▸ **ASSIGNED TASK**:
Copies of all lines that contain "DeserializeOwned" are needed; take them from the data below.

#### DATASET EXTRACT ####

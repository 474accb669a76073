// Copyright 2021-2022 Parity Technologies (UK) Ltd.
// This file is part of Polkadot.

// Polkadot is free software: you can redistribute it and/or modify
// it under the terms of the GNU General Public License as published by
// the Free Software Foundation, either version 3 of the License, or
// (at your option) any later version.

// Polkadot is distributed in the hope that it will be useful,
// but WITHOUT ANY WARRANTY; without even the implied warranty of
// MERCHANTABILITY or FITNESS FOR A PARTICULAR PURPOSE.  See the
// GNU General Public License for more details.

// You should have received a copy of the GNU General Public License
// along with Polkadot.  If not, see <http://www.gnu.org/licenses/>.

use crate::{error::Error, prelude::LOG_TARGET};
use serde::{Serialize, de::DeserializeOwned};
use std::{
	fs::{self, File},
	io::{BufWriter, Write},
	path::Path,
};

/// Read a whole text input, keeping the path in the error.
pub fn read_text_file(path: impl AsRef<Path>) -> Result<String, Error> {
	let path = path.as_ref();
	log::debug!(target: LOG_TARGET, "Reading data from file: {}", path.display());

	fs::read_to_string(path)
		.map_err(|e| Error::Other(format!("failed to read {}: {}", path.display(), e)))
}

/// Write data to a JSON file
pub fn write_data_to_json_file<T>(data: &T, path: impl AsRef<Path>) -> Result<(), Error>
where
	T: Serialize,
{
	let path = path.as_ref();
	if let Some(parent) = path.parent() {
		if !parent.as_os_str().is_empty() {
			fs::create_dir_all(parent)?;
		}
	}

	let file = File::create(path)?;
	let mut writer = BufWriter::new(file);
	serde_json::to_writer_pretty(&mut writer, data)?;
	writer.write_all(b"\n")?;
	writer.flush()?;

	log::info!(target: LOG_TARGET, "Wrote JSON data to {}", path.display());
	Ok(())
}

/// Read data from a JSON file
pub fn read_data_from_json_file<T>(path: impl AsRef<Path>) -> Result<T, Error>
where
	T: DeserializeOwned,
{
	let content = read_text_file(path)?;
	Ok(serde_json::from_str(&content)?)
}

####
#### DATASET EXTRACT ####

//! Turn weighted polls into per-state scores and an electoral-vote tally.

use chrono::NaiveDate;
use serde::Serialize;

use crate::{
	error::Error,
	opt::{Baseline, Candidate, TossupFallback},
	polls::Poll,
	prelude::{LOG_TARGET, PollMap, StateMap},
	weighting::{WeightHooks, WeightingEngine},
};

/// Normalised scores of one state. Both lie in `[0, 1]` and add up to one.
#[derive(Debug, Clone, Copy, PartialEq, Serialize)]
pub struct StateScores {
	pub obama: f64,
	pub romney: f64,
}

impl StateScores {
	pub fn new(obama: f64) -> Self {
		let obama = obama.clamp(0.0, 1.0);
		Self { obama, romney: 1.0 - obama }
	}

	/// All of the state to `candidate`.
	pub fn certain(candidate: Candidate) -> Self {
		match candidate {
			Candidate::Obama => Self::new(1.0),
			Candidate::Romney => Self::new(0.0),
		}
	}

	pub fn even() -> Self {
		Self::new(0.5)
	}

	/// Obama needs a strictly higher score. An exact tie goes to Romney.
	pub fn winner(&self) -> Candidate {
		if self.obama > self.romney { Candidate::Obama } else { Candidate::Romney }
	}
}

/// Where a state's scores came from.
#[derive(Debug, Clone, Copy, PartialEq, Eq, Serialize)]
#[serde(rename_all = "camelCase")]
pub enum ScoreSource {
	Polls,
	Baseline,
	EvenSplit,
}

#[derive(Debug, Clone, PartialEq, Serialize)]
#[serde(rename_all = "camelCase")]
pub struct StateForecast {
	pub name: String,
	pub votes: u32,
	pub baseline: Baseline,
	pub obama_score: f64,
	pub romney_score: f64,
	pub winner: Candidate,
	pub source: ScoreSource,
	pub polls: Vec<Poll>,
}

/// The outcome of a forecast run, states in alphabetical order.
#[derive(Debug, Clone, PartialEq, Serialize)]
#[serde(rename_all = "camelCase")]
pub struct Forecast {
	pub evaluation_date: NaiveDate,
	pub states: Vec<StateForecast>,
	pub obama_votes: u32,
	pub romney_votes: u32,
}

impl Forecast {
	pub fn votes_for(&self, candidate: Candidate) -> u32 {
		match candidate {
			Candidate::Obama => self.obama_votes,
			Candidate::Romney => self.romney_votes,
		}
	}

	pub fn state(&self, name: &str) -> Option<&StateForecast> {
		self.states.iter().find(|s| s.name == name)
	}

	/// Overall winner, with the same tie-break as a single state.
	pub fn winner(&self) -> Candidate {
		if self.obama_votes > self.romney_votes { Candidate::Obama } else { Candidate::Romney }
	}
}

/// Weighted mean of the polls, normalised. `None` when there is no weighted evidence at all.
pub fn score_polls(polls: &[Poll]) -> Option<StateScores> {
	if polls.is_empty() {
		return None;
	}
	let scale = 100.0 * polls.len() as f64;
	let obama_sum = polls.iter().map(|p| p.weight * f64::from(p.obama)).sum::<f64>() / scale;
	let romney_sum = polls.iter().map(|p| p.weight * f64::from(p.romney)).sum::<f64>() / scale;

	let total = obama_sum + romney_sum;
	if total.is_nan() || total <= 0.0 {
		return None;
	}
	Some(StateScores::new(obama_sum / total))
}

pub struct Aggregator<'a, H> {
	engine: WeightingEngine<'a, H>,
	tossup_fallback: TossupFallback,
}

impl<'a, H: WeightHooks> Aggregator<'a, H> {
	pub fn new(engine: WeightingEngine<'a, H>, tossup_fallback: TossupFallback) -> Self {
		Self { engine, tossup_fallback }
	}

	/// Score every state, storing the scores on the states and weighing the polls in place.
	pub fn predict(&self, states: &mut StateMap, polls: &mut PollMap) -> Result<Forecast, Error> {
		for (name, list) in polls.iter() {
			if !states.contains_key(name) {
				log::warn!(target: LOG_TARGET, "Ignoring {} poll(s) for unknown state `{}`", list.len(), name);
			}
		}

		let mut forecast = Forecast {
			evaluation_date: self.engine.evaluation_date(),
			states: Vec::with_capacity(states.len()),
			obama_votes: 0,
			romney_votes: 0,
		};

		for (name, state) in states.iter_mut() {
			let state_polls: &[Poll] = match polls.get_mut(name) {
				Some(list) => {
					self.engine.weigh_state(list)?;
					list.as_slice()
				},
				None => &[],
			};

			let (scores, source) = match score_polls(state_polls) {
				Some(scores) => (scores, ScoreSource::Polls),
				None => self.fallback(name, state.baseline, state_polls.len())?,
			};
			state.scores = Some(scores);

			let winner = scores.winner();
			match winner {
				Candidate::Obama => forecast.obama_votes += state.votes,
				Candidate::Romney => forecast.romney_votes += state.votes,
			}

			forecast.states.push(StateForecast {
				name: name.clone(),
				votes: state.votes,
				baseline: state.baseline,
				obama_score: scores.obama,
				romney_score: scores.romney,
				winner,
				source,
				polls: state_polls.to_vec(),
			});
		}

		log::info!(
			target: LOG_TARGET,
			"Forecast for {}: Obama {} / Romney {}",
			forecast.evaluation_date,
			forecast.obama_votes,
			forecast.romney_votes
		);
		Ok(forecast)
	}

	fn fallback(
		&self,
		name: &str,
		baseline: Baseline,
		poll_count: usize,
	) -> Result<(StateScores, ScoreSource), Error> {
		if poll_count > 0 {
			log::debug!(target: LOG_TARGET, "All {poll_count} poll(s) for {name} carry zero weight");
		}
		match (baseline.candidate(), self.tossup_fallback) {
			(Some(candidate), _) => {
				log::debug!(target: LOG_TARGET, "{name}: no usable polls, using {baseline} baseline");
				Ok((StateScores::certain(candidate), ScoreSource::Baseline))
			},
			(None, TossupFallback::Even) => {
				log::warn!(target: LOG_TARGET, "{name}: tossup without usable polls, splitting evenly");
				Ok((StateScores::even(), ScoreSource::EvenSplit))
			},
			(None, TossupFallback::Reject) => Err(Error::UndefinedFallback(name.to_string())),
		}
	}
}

####

▸ **RESPONSE AREA**:
use serde::{Serialize, de::DeserializeOwned};
	T: DeserializeOwned,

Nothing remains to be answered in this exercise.